Data listing section start
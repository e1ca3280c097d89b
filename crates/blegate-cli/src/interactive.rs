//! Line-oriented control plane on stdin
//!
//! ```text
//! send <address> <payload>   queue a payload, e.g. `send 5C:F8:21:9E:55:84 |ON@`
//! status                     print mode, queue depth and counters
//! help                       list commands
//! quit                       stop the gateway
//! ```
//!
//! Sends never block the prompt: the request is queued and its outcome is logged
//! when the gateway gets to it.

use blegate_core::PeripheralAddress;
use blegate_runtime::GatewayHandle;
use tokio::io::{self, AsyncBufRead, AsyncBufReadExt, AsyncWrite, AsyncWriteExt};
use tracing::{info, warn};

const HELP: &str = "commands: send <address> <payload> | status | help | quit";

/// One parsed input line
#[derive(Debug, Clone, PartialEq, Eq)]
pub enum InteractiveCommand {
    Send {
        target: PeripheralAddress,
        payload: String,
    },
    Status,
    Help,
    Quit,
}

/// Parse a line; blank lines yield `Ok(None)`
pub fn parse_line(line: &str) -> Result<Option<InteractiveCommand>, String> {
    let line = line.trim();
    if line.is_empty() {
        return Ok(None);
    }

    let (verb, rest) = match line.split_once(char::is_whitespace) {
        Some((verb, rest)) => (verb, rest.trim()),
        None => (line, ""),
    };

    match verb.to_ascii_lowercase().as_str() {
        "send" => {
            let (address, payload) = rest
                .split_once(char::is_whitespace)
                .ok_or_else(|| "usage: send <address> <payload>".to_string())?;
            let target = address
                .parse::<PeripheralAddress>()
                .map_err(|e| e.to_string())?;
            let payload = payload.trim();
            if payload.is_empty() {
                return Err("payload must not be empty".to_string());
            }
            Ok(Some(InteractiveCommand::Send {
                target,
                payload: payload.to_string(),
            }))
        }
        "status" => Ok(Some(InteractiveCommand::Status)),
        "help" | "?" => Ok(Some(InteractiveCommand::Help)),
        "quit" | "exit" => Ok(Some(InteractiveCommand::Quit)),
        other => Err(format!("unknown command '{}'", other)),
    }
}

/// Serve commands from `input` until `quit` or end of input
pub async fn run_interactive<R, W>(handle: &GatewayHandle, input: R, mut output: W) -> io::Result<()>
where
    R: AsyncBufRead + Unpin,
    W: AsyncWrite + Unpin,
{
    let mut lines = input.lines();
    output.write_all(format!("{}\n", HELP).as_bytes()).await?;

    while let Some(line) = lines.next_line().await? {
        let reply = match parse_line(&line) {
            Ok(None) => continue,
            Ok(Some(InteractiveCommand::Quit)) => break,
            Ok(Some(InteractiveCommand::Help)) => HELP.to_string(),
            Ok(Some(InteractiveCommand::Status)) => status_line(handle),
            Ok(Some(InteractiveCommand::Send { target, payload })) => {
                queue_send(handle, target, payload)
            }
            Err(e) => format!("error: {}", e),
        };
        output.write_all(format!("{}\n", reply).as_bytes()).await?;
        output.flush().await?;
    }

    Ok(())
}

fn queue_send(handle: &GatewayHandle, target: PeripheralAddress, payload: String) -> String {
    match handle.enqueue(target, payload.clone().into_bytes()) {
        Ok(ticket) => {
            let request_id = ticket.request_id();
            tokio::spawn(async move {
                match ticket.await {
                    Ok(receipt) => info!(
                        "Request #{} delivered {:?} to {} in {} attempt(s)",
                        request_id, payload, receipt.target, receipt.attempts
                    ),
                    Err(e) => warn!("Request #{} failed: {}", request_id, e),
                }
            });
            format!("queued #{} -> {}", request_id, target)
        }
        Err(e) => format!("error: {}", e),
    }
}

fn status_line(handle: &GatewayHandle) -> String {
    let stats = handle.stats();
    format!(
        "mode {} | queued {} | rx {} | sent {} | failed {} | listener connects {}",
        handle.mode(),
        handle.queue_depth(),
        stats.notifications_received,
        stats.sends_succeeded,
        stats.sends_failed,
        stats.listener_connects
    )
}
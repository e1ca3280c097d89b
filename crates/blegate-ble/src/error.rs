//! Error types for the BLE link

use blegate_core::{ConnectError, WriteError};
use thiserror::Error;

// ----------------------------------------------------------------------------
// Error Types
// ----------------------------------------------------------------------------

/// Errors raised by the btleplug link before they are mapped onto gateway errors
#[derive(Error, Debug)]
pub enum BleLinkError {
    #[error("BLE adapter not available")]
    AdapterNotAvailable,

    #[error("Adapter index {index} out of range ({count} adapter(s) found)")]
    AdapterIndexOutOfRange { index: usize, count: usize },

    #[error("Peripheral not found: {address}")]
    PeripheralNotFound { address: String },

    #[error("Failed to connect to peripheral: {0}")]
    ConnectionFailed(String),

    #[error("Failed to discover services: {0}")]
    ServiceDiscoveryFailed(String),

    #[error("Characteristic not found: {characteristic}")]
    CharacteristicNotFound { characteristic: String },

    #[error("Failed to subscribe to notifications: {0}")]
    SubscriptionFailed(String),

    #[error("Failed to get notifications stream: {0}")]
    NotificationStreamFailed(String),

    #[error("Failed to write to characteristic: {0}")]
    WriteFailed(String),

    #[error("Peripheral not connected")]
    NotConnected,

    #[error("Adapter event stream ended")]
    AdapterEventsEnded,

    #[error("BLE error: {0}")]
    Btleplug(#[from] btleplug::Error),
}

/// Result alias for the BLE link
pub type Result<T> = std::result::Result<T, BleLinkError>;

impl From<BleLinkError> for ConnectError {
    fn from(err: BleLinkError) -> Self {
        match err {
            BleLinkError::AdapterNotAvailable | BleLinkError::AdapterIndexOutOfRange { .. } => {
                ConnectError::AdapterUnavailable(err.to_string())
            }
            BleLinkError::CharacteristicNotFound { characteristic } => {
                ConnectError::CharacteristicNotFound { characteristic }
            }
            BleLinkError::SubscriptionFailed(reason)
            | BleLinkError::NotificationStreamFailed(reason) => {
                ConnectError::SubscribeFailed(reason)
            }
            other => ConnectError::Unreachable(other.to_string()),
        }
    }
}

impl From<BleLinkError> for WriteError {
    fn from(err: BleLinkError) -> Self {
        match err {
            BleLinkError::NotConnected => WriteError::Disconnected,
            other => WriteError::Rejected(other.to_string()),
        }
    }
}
Data listing section end
Your instructions: Show each line in the data where the string "rest" appears.

Task result:
    let (verb, rest) = match line.split_once(char::is_whitespace) {
        Some((verb, rest)) => (verb, rest.trim()),
            let (address, payload) = rest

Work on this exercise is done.